Problem> Present the following entries again, word for word and in full.

Given information>
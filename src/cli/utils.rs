//! Shared CLI utilities.

use anyhow::{bail, Result};
use clap::Args;
use import_tidy::config::{load_config, merge_cli_with_config, CliOverrides};
use import_tidy::{NormalizeConfig, RunReport};
use std::path::{Path, PathBuf};

/// Arguments common to every subcommand that walks a tree.
#[derive(Args)]
pub struct TreeArgs {
    /// Root directory to process
    #[arg(value_name = "PATH", default_value = ".")]
    pub path: PathBuf,

    /// Only process files with these extensions (comma-separated)
    #[arg(short = 'i', long, value_name = "EXTS")]
    pub include_ext: Option<String>,

    /// Skip paths matching these globs (comma-separated)
    #[arg(short = 'e', long, value_name = "GLOBS")]
    pub exclude_glob: Option<String>,

    /// Honor .gitignore rules
    #[arg(long)]
    pub respect_gitignore: bool,

    /// Follow symbolic links when walking
    #[arg(long)]
    pub follow_symlinks: bool,

    /// Keep going after a file fails, then exit non-zero
    #[arg(long)]
    pub keep_going: bool,
}

impl TreeArgs {
    pub fn overrides(&self) -> CliOverrides {
        CliOverrides {
            extensions: parse_csv(&self.include_ext),
            exclude_globs: parse_csv(&self.exclude_glob),
            respect_gitignore: self.respect_gitignore,
            follow_symlinks: self.follow_symlinks,
            pattern: None,
            keep_going: self.keep_going,
        }
    }
}

/// Load the config file for the tree and apply CLI overrides on top.
pub fn resolve_config(
    args: &TreeArgs,
    config_path: Option<&Path>,
    overrides: CliOverrides,
) -> Result<NormalizeConfig> {
    if !args.path.is_dir() {
        bail!("Path is not a directory: {}", args.path.display());
    }
    let file = load_config(&args.path, config_path)?;
    Ok(merge_cli_with_config(args.path.clone(), file, overrides))
}

/// Turn recorded per-file failures into a non-zero exit.
pub fn finish(report: &RunReport, success_line: &str) -> Result<()> {
    if report.has_failures() {
        for (path, error) in report.failures() {
            eprintln!("failed: {}: {}", path.display(), error);
        }
        bail!(
            "{} file(s) could not be processed, {} unreadable walk entries",
            report.failures().count(),
            report.scan.walk_errors
        );
    }
    println!("{}", success_line);
    Ok(())
}

/// Parse a comma-separated string into a `Vec<String>`, trimming whitespace and
/// discarding empty segments.  Returns `None` when `value` is `None`.
pub fn parse_csv(value: &Option<String>) -> Option<Vec<String>> {
    value.as_ref().map(|s| {
        s.split(',')
            .map(str::trim)
            .filter(|part| !part.is_empty())
            .map(|part| part.to_string())
            .collect::<Vec<_>>()
    })
}

#[cfg(test)]
mod tests {
    use super::*;

    #[test]
    fn test_parse_csv() {
        assert_eq!(parse_csv(&None), None);
        assert_eq!(
            parse_csv(&Some(" .ts, tsx ,,".to_string())),
            Some(vec![".ts".to_string(), "tsx".to_string()])
        );
    }
}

Answer space>
filename src/cli/utils.rs
//! Shared CLI utilities.

use anyhow::{bail, Result};
use clap::Args;
use import_tidy::config::{load_config, merge_cli_with_config, CliOverrides};
use import_tidy::{NormalizeConfig, RunReport};
use std::path::{Path, PathBuf};

/// Arguments common to every subcommand that walks a tree.
#[derive(Args)]
pub struct TreeArgs {
    /// Root directory to process
    #[arg(value_name = "PATH", default_value = ".")]
    pub path: PathBuf,

    /// Only process files with these extensions (comma-separated)
    #[arg(short = 'i', long, value_name = "EXTS")]
    pub include_ext: Option<String>,

    /// Skip paths matching these globs (comma-separated)
    #[arg(short = 'e', long, value_name = "GLOBS")]
    pub exclude_glob: Option<String>,

    /// Honor .gitignore rules
    #[arg(long)]
    pub respect_gitignore: bool,

    /// Follow symbolic links when walking
    #[arg(long)]
    pub follow_symlinks: bool,

    /// Keep going after a file fails, then exit non-zero
    #[arg(long)]
    pub keep_going: bool,
}

impl TreeArgs {
    pub fn overrides(&self) -> CliOverrides {
        CliOverrides {
            extensions: parse_csv(&self.include_ext),
            exclude_globs: parse_csv(&self.exclude_glob),
            respect_gitignore: self.respect_gitignore,
            follow_symlinks: self.follow_symlinks,
            pattern: None,
            keep_going: self.keep_going,
        }
    }
}

/// Load the config file for the tree and apply CLI overrides on top.
pub fn resolve_config(
    args: &TreeArgs,
    config_path: Option<&Path>,
    overrides: CliOverrides,
) -> Result<NormalizeConfig> {
    if !args.path.is_dir() {
        bail!("Path is not a directory: {}", args.path.display());
    }
    let file = load_config(&args.path, config_path)?;
    Ok(merge_cli_with_config(args.path.clone(), file, overrides))
}

/// Turn recorded per-file failures into a non-zero exit.
pub fn finish(report: &RunReport, success_line: &str) -> Result<()> {
    if report.has_failures() {
        for (path, error) in report.failures() {
            eprintln!("failed: {}: {}", path.display(), error);
        }
        bail!(
            "{} file(s) could not be processed, {} unreadable walk entries",
            report.failures().count(),
            report.scan.walk_errors
        );
    }
    println!("{}", success_line);
    Ok(())
}

/// Parse a comma-separated string into a `Vec<String>`, trimming whitespace and
/// discarding empty segments.  Returns `None` when `value` is `None`.
pub fn parse_csv(value: &Option<String>) -> Option<Vec<String>> {
    value.as_ref().map(|s| {
        s.split(',')
            .map(str::trim)
            .filter(|part| !part.is_empty())
            .map(|part| part.to_string())
            .collect::<Vec<_>>()
    })
}

#[cfg(test)]
mod tests {
    use super::*;

    #[test]
    fn test_parse_csv() {
        assert_eq!(parse_csv(&None), None);
        assert_eq!(
            parse_csv(&Some(" .ts, tsx ,,".to_string())),
            Some(vec![".ts".to_string(), "tsx".to_string()])
        );
    }
}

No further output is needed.